The phenomenon of an atmospheric aurora (known as aurora borealis in the northern hemisphere and aurora australis in the southern hemisphere) occurs as a result of charged particles emitted by the sun interacting with the Earth's magnetic field. The magnetic field funnels the charged particles towards the polar regions of the earth. At some point, the flow of particles hits the atmosphere, where the particles interact with the molecules of the gases which make up the atmosphere and add to those molecules' energy. Those molecules subsequently release the added energy in the form of light, which is observed as an aurora.

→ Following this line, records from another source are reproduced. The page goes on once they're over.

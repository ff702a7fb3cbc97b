//! The arithmetic decoder (Annex E).
//!
//! "The arithmetic decoding procedure receives an arithmetically coded bit
//! sequence and an associated sequence of context labels, and reconstructs
//! the original string of binary symbols." (E.1.1)
//!
//! Region decoders only talk to [`ArithmeticDecoding`]. [`MqDecoder`] is the
//! standard implementation over a byte slice.

use alloc::vec;
use alloc::vec::Vec;

use crate::error::{RegionError, Result};
use crate::integer_decoder::{self, IntegerContexts};
use crate::symbol_id_decoder;

/// Per-context probability state (E.2.4).
///
/// "Each context has associated with it an index, I(CX), which identifies a
/// particular probability estimate and its associated MPS value." (E.2.4)
#[derive(Copy, Clone, Debug, Default, PartialEq, Eq)]
pub struct ContextState {
    /// "I(CX) - Index for context CX"
    pub index: u8,
    /// "MPS(CX) - The sense of MPS for context CX"
    pub mps: u8,
}

/// Allocate a fresh context table with `1 << bits` entries.
pub fn new_contexts(bits: u32) -> Vec<ContextState> {
    vec![ContextState::default(); 1 << bits]
}

/// Like [`new_contexts`], but reports a failed allocation instead of aborting.
pub(crate) fn try_new_contexts(bits: u32) -> Result<Vec<ContextState>> {
    let len = 1_usize.checked_shl(bits).ok_or(RegionError::TooLarge)?;

    let mut states = Vec::new();
    states
        .try_reserve_exact(len)
        .map_err(|_| RegionError::TooLarge)?;
    states.resize(len, ContextState::default());

    Ok(states)
}

/// A context-adaptive binary decoder.
///
/// Implementations carry the position in the coded data; the probability
/// state lives in the table passed to every call so that it can be shared
/// between regions or reset independently.
pub trait ArithmeticDecoding {
    /// Decode one bit with context `context` and return 0 or 1.
    ///
    /// `states` must have an entry for `context`.
    fn decode_bit(&mut self, context: u32, states: &mut [ContextState]) -> u8;

    /// Decode a signed integer (A.2). Returns `None` for OOB.
    fn decode_int(&mut self, contexts: &mut IntegerContexts) -> Option<i32> {
        integer_decoder::decode(self, contexts)
    }

    /// Decode a symbol ID of `code_len` bits (A.3).
    fn decode_symbol_id(&mut self, code_len: u32, states: &mut [ContextState]) -> u32 {
        symbol_id_decoder::decode(self, code_len, states)
    }
}

impl<T: ArithmeticDecoding + ?Sized> ArithmeticDecoding for &mut T {
    #[inline(always)]
    fn decode_bit(&mut self, context: u32, states: &mut [ContextState]) -> u8 {
        (**self).decode_bit(context, states)
    }

    fn decode_int(&mut self, contexts: &mut IntegerContexts) -> Option<i32> {
        (**self).decode_int(contexts)
    }

    fn decode_symbol_id(&mut self, code_len: u32, states: &mut [ContextState]) -> u32 {
        (**self).decode_symbol_id(code_len, states)
    }
}

/// The MQ decoder state (E.3).
///
/// "State variables used by the arithmetic decoder procedures are described in
/// Table E.1." (E.3.1)
#[derive(Debug, Clone)]
pub struct MqDecoder<'a> {
    data: &'a [u8],
    /// "Chigh and Clow can be thought of as one 32-bit C-register" (E.3.1)
    c: u32,
    /// "A-register" (E.3.1)
    a: u32,
    /// "BP - A pointer to the compressed data"
    pos: usize,
    /// "CT - The bit counter"
    ct: u32,
}

impl<'a> MqDecoder<'a> {
    /// Start decoding `data` (INITDEC, Figure G.1).
    pub fn new(data: &'a [u8]) -> Self {
        let mut decoder = Self {
            data,
            c: 0,
            a: 0,
            pos: 0,
            ct: 0,
        };

        // "C = (B XOR 0xFF) << 16"
        decoder.c = u32::from(decoder.byte_at(0) ^ 0xff) << 16;
        decoder.byte_in();
        decoder.c <<= 7;
        decoder.ct -= 7;
        decoder.a = 0x8000;

        decoder
    }

    /// BYTEIN (Figure G.3).
    ///
    /// Past the end of the data the decoder is fed 0xFF bytes, which behave
    /// like a marker.
    #[inline(always)]
    fn byte_in(&mut self) {
        if self.byte_at(self.pos) == 0xff {
            if self.byte_at(self.pos + 1) > 0x8f {
                self.ct = 8;
            } else {
                self.pos += 1;
                self.c = self
                    .c
                    .wrapping_add(0xfe00)
                    .wrapping_sub(u32::from(self.byte_at(self.pos)) << 9);
                self.ct = 7;
            }
        } else {
            self.pos += 1;
            self.c = self
                .c
                .wrapping_add(0xff00)
                .wrapping_sub(u32::from(self.byte_at(self.pos)) << 8);
            self.ct = 8;
        }
    }

    /// RENORMD (Figure E.18).
    #[inline(always)]
    fn renormalize(&mut self) {
        loop {
            if self.ct == 0 {
                self.byte_in();
            }

            self.a <<= 1;
            self.c <<= 1;
            self.ct -= 1;

            if self.a & 0x8000 != 0 {
                break;
            }
        }
    }

    #[inline(always)]
    fn byte_at(&self, pos: usize) -> u8 {
        self.data.get(pos).copied().unwrap_or(0xff)
    }
}

impl ArithmeticDecoding for MqDecoder<'_> {
    /// DECODE (Figure G.2) with `MPS_EXCHANGE` and `LPS_EXCHANGE`
    /// (Figures E.16 and E.17).
    #[inline(always)]
    fn decode_bit(&mut self, context: u32, states: &mut [ContextState]) -> u8 {
        let state = &mut states[context as usize];
        let qe = &QE_TABLE[state.index as usize];

        self.a -= qe.qe;

        if (self.c >> 16) < self.a {
            if self.a & 0x8000 != 0 {
                return state.mps;
            }

            // MPS_EXCHANGE
            let d = if self.a < qe.qe {
                let d = 1 - state.mps;
                if qe.switch {
                    state.mps = 1 - state.mps;
                }
                state.index = qe.nlps;
                d
            } else {
                state.index = qe.nmps;
                state.mps
            };
            self.renormalize();

            d
        } else {
            self.c -= self.a << 16;

            // LPS_EXCHANGE
            let d = if self.a < qe.qe {
                state.index = qe.nmps;
                state.mps
            } else {
                let d = 1 - state.mps;
                if qe.switch {
                    state.mps = 1 - state.mps;
                }
                state.index = qe.nlps;
                d
            };
            self.a = qe.qe;
            self.renormalize();

            d
        }
    }
}

/// Qe value table entry (Table E.1).
#[derive(Debug, Clone, Copy)]
struct QeData {
    qe: u32,
    nmps: u8,
    nlps: u8,
    switch: bool,
}

macro_rules! qe {
    ($($qe:expr, $nmps:expr, $nlps:expr, $switch:expr),+ $(,)?) => {
        [
            $(
                QeData {
                    qe: $qe,
                    nmps: $nmps,
                    nlps: $nlps,
                    switch: $switch,
                }
            ),+
        ]
    };
}

/// "Table E.1 - Qe values and probability estimation process"
#[rustfmt::skip]
static QE_TABLE: [QeData; 47] = qe!(
    // Index  Qe_Value  NMPS  NLPS  SWITCH
    /*  0 */ 0x5601,    1,    1,    true,
    /*  1 */ 0x3401,    2,    6,    false,
    /*  2 */ 0x1801,    3,    9,    false,
    /*  3 */ 0x0AC1,    4,    12,   false,
    /*  4 */ 0x0521,    5,    29,   false,
    /*  5 */ 0x0221,    38,   33,   false,
    /*  6 */ 0x5601,    7,    6,    true,
    /*  7 */ 0x5401,    8,    14,   false,
    /*  8 */ 0x4801,    9,    14,   false,
    /*  9 */ 0x3801,    10,   14,   false,
    /* 10 */ 0x3001,    11,   17,   false,
    /* 11 */ 0x2401,    12,   18,   false,
    /* 12 */ 0x1C01,    13,   20,   false,
    /* 13 */ 0x1601,    29,   21,   false,
    /* 14 */ 0x5601,    15,   14,   true,
    /* 15 */ 0x5401,    16,   14,   false,
    /* 16 */ 0x5101,    17,   15,   false,
    /* 17 */ 0x4801,    18,   16,   false,
    /* 18 */ 0x3801,    19,   17,   false,
    /* 19 */ 0x3401,    20,   18,   false,
    /* 20 */ 0x3001,    21,   19,   false,
    /* 21 */ 0x2801,    22,   19,   false,
    /* 22 */ 0x2401,    23,   20,   false,
    /* 23 */ 0x2201,    24,   21,   false,
    /* 24 */ 0x1C01,    25,   22,   false,
    /* 25 */ 0x1801,    26,   23,   false,
    /* 26 */ 0x1601,    27,   24,   false,
    /* 27 */ 0x1401,    28,   25,   false,
    /* 28 */ 0x1201,    29,   26,   false,
    /* 29 */ 0x1101,    30,   27,   false,
    /* 30 */ 0x0AC1,    31,   28,   false,
    /* 31 */ 0x09C1,    32,   29,   false,
    /* 32 */ 0x08A1,    33,   30,   false,
    /* 33 */ 0x0521,    34,   31,   false,
    /* 34 */ 0x0441,    35,   32,   false,
    /* 35 */ 0x02A1,    36,   33,   false,
    /* 36 */ 0x0221,    37,   34,   false,
    /* 37 */ 0x0141,    38,   35,   false,
    /* 38 */ 0x0111,    39,   36,   false,
    /* 39 */ 0x0085,    40,   37,   false,
    /* 40 */ 0x0049,    41,   38,   false,
    /* 41 */ 0x0025,    42,   39,   false,
    /* 42 */ 0x0015,    43,   40,   false,
    /* 43 */ 0x0009,    44,   41,   false,
    /* 44 */ 0x0005,    45,   42,   false,
    /* 45 */ 0x0001,    45,   43,   false,
    /* 46 */ 0x5601,    46,   46,   false,
);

Where in the atmosphere the aurora occurs is related to the quantity and energy of the particles being emitted by the sun. Under normal circumstances, this occurs in high latitudes relatively close to the poles. In less common circumstances of more intense solar activity such as a a solar flare or coronal mass ejection (CME), the charged particles are traveling faster and get diverted less by the Earth's magnetic field, so auroras will occur at lower latitudes. This comic indicates both the rarity with which this would occur and the impact it would have on people.

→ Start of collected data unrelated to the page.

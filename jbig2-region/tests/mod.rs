//! Round-trip tests for jbig2-region.
//!
//! Streams are produced by the reference encoder in `encoder.rs`. Each test
//! computes every context from the finished image, pixel by pixel, over the
//! neighbourhoods of the figures in T.88. The bit order only has to be a fixed
//! permutation of the decoder's, since contexts are just table indices. The
//! decoders must reproduce the image.

use std::fmt::Write;

use jbig2_region::Bitmap;


/// Read a pixel, 0 outside the bitmap.
fn pixel(bitmap: &Bitmap, x: i32, y: i32) -> usize {
    if x < 0 || y < 0 || x >= bitmap.width() as i32 || y >= bitmap.height() as i32 {
        0
    } else {
        usize::from(bitmap.get_pixel(x as u32, y))
    }
}

/// Build a bitmap from a pixel function.
fn draw(width: u32, height: u32, f: impl Fn(u32, u32) -> bool) -> Bitmap {
    let mut bitmap = Bitmap::new(width, height).unwrap();
    for y in 0..height {
        for x in 0..width {
            bitmap.set_pixel(x, y, f(x, y));
        }
    }
    bitmap
}

/// Build a bitmap from rows of `#` and `.`.
fn parse(rows: &[&str]) -> Bitmap {
    let height = rows.len() as u32;
    let width = rows.first().map_or(0, |row| row.len() as u32);
    draw(width, height, |x, y| rows[y as usize].as_bytes()[x as usize] == b'#')
}

fn render(bitmap: &Bitmap) -> String {
    let mut out = String::new();
    for y in 0..bitmap.height() {
        for x in 0..bitmap.width() {
            out.push(if bitmap.get_pixel(x, y as i32) { '#' } else { '.' });
        }
        out.push('\n');
    }
    out
}

#[track_caller]
fn assert_bitmap_eq(actual: &Bitmap, expected: &Bitmap) {
    if actual != expected {
        let mut message = String::new();
        let _ = writeln!(message, "bitmaps differ\nexpected:\n{}", render(expected));
        let _ = writeln!(message, "actual:\n{}", render(actual));
        panic!("{message}");
    }
}

/// A bi-level test image with text-like strokes, blank rows and repeated
/// rows.
fn sample_image(width: u32, height: u32) -> Bitmap {
    draw(width, height, |x, y| {
        let y = match y {
            0..=1 => return false,
            9..=11 => 8,
            y => y,
        };
        let stroke = (x / 3 + y / 4) % 5 == 0;
        let dots = (x * 7 + y * 13) % 11 < 3;
        stroke || (dots && x % 17 > 4)
    })
}
//! Text region decoding procedure (6.4).

use alloc::vec::Vec;
use core::sync::atomic::AtomicBool;

use log::{debug, warn};

use super::generic::check_signed_dimensions;
use super::generic_refinement::{RefinementRegionParams, decode_refinement_region};
use super::{
    AdaptiveTemplatePixel, CombinationOperator, RefinementTemplate, check_adaptive_pixels,
    check_cancelled, check_context_table,
};
use crate::arithmetic_decoder::{
    ArithmeticDecoding, ContextState, MqDecoder, new_contexts, try_new_contexts,
};
use crate::bitmap::Bitmap;
use crate::error::{DecodeError, HuffmanError, RegionError, Result, SymbolError, bail};
use crate::huffman::{HuffmanDecoding, TextHuffmanTable};
use crate::integer_decoder::IntegerContexts;

/// The longest symbol ID the IAID procedure can produce in 32 bits.
const MAX_SYMBOL_CODE_LENGTH: u32 = 31;

/// Reference corner for symbol placement (REFCORNER, 6.4.5).
#[derive(Debug, Clone, Copy, PartialEq, Eq)]
pub enum ReferenceCorner {
    /// 0
    BottomLeft,
    /// 1
    TopLeft,
    /// 2
    BottomRight,
    /// 3
    TopRight,
}

/// Parameters of a text region (Table 9).
#[derive(Debug, Clone, Copy)]
pub struct TextRegionParams<'a> {
    /// SBSYMS. A symbol ID indexes this list.
    pub symbols: &'a [&'a Bitmap],
    /// SBNUMINSTANCES.
    pub num_instances: u32,
    /// LOGSBSTRIPS, 0 to 3.
    pub log_strip_size: u8,
    /// SBDEFPIXEL.
    pub default_pixel: bool,
    /// SBCOMBOP.
    pub combination_operator: CombinationOperator,
    /// TRANSPOSED.
    pub transposed: bool,
    /// REFCORNER.
    pub reference_corner: ReferenceCorner,
    /// SBDSOFFSET.
    pub delta_s_offset: i32,
    /// SBREFINE.
    pub refine: bool,
    /// SBRTEMPLATE.
    pub refinement_template: RefinementTemplate,
    /// SBRAT.
    pub refinement_at_pixels: &'a [AdaptiveTemplatePixel],
    /// Polled once per symbol instance.
    pub cancel: Option<&'a AtomicBool>,
}

impl<'a> TextRegionParams<'a> {
    /// Parameters for `num_instances` unrefined instances of `symbols`,
    /// top-left anchored and OR-combined onto a background region.
    pub fn new(symbols: &'a [&'a Bitmap], num_instances: u32) -> Self {
        Self {
            symbols,
            num_instances,
            log_strip_size: 0,
            default_pixel: false,
            combination_operator: CombinationOperator::Or,
            transposed: false,
            reference_corner: ReferenceCorner::TopLeft,
            delta_s_offset: 0,
            refine: false,
            refinement_template: RefinementTemplate::Template0,
            refinement_at_pixels: AdaptiveTemplatePixel::nominal_refinement(
                RefinementTemplate::Template0,
            ),
            cancel: None,
        }
    }
}

/// Arithmetic decoder contexts of a text region (6.4.6 to 6.4.11).
#[derive(Debug, Clone)]
pub struct TextRegionContexts {
    /// IADT: Strip delta T (6.4.6)
    iadt: IntegerContexts,
    /// IAFS: First symbol S coordinate (6.4.7)
    iafs: IntegerContexts,
    /// IADS: Subsequent symbol S coordinate (6.4.8)
    iads: IntegerContexts,
    /// IAIT: Symbol instance T coordinate (6.4.9)
    iait: IntegerContexts,
    /// IAID: Symbol ID (6.4.10)
    iaid: Vec<ContextState>,
    symbol_code_length: u32,
    /// IARI: Refinement image indicator (6.4.11)
    iari: IntegerContexts,
    /// IARDW: Refinement delta width (6.4.11.1)
    iardw: IntegerContexts,
    /// IARDH: Refinement delta height (6.4.11.2)
    iardh: IntegerContexts,
    /// IARDX: Refinement X offset (6.4.11.3)
    iardx: IntegerContexts,
    /// IARDY: Refinement Y offset (6.4.11.4)
    iardy: IntegerContexts,
    /// GR contexts of refined instances.
    refinement: Vec<ContextState>,
}

impl TextRegionContexts {
    /// Fresh contexts for a region over `num_symbols` symbols.
    ///
    /// "SBSYMCODELEN = ⌈log2(SBNUMSYMS)⌉" (6.4.10)
    ///
    /// The IAID table has `2^SBSYMCODELEN` entries. A code length above 31 is
    /// rejected and a table that cannot be allocated is an error.
    pub fn new(num_symbols: u32, refinement_template: RefinementTemplate) -> Result<Self> {
        let symbol_code_length = u32::BITS - num_symbols.saturating_sub(1).leading_zeros();
        if symbol_code_length > MAX_SYMBOL_CODE_LENGTH {
            bail!(SymbolError::TooManySymbols);
        }

        Ok(Self {
            iadt: IntegerContexts::new(),
            iafs: IntegerContexts::new(),
            iads: IntegerContexts::new(),
            iait: IntegerContexts::new(),
            iaid: try_new_contexts(symbol_code_length)?,
            symbol_code_length,
            iari: IntegerContexts::new(),
            iardw: IntegerContexts::new(),
            iardh: IntegerContexts::new(),
            iardx: IntegerContexts::new(),
            iardy: IntegerContexts::new(),
            refinement: new_contexts(refinement_template.context_bits()),
        })
    }

    /// SBSYMCODELEN.
    pub fn symbol_code_length(&self) -> u32 {
        self.symbol_code_length
    }

    fn integer(&mut self, quantity: Quantity) -> &mut IntegerContexts {
        match quantity {
            Quantity::StripDeltaT => &mut self.iadt,
            Quantity::FirstS => &mut self.iafs,
            Quantity::DeltaS => &mut self.iads,
            Quantity::RefinementDeltaWidth => &mut self.iardw,
            Quantity::RefinementDeltaHeight => &mut self.iardh,
            Quantity::RefinementDeltaX => &mut self.iardx,
            Quantity::RefinementDeltaY => &mut self.iardy,
        }
    }
}

/// How symbol IDs are coded in a Huffman text region (7.4.3.1.7).
#[derive(Debug, Clone, Copy, PartialEq, Eq)]
pub enum SymbolIdCoding {
    /// Through [`TextHuffmanTable::SymbolId`].
    Table,
    /// As a plain number of the given bit width.
    FixedWidth(u8),
}

/// The entropy coding of a text region (SBHUFF).
pub enum TextRegionCoding<'a> {
    /// SBHUFF = 0.
    Arithmetic {
        /// The arithmetic decoder positioned at the region data.
        decoder: &'a mut dyn ArithmeticDecoding,
        /// Contexts for every coded quantity.
        contexts: &'a mut TextRegionContexts,
    },
    /// SBHUFF = 1.
    Huffman {
        /// The bit reader positioned at the region data.
        decoder: &'a mut dyn HuffmanDecoding,
        /// How symbol IDs are coded.
        symbol_ids: SymbolIdCoding,
    },
}

/// Quantities coded with either an IAx procedure or a Huffman table.
#[derive(Debug, Clone, Copy, PartialEq, Eq)]
enum Quantity {
    StripDeltaT,
    FirstS,
    DeltaS,
    RefinementDeltaWidth,
    RefinementDeltaHeight,
    RefinementDeltaX,
    RefinementDeltaY,
}

impl Quantity {
    fn table(self) -> TextHuffmanTable {
        match self {
            Self::StripDeltaT => TextHuffmanTable::DeltaT,
            Self::FirstS => TextHuffmanTable::FirstS,
            Self::DeltaS => TextHuffmanTable::DeltaS,
            Self::RefinementDeltaWidth => TextHuffmanTable::RefinementDeltaWidth,
            Self::RefinementDeltaHeight => TextHuffmanTable::RefinementDeltaHeight,
            Self::RefinementDeltaX => TextHuffmanTable::RefinementDeltaX,
            Self::RefinementDeltaY => TextHuffmanTable::RefinementDeltaY,
        }
    }
}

Polar latitudes: Normal; auroras typically can be seen in these high latitudes.
Subpolar latitudes: (e.g., southern Canada/northern US, most of northern Europe, northern half of Asia, and numerous small islands in the southern hemisphere) Happens frequently enough to be unconcerned but uncommon enough to be notable and interesting. About a week before the publication of this comic, on Wednesday, November 20, 2019, aurora activity was visible in the northern United States and southern Canada.
Subtropical/Tropical latitudes: Charged particles of sufficient energy to cause auroras at this latitude are very rare and have happened on only a few occasions in recorded history, and not during the space age. A particularly strong one was the solar storm of 1859, which caused failure of telegraph systems all over Europe and North America and in some cases gave telegraph operators electric shocks. An event of that magnitude today would likely interfere with the functioning of electronic systems in orbit, possibly to the point of disabling them entirely, and would cause widespread damage to our now highly electrified world.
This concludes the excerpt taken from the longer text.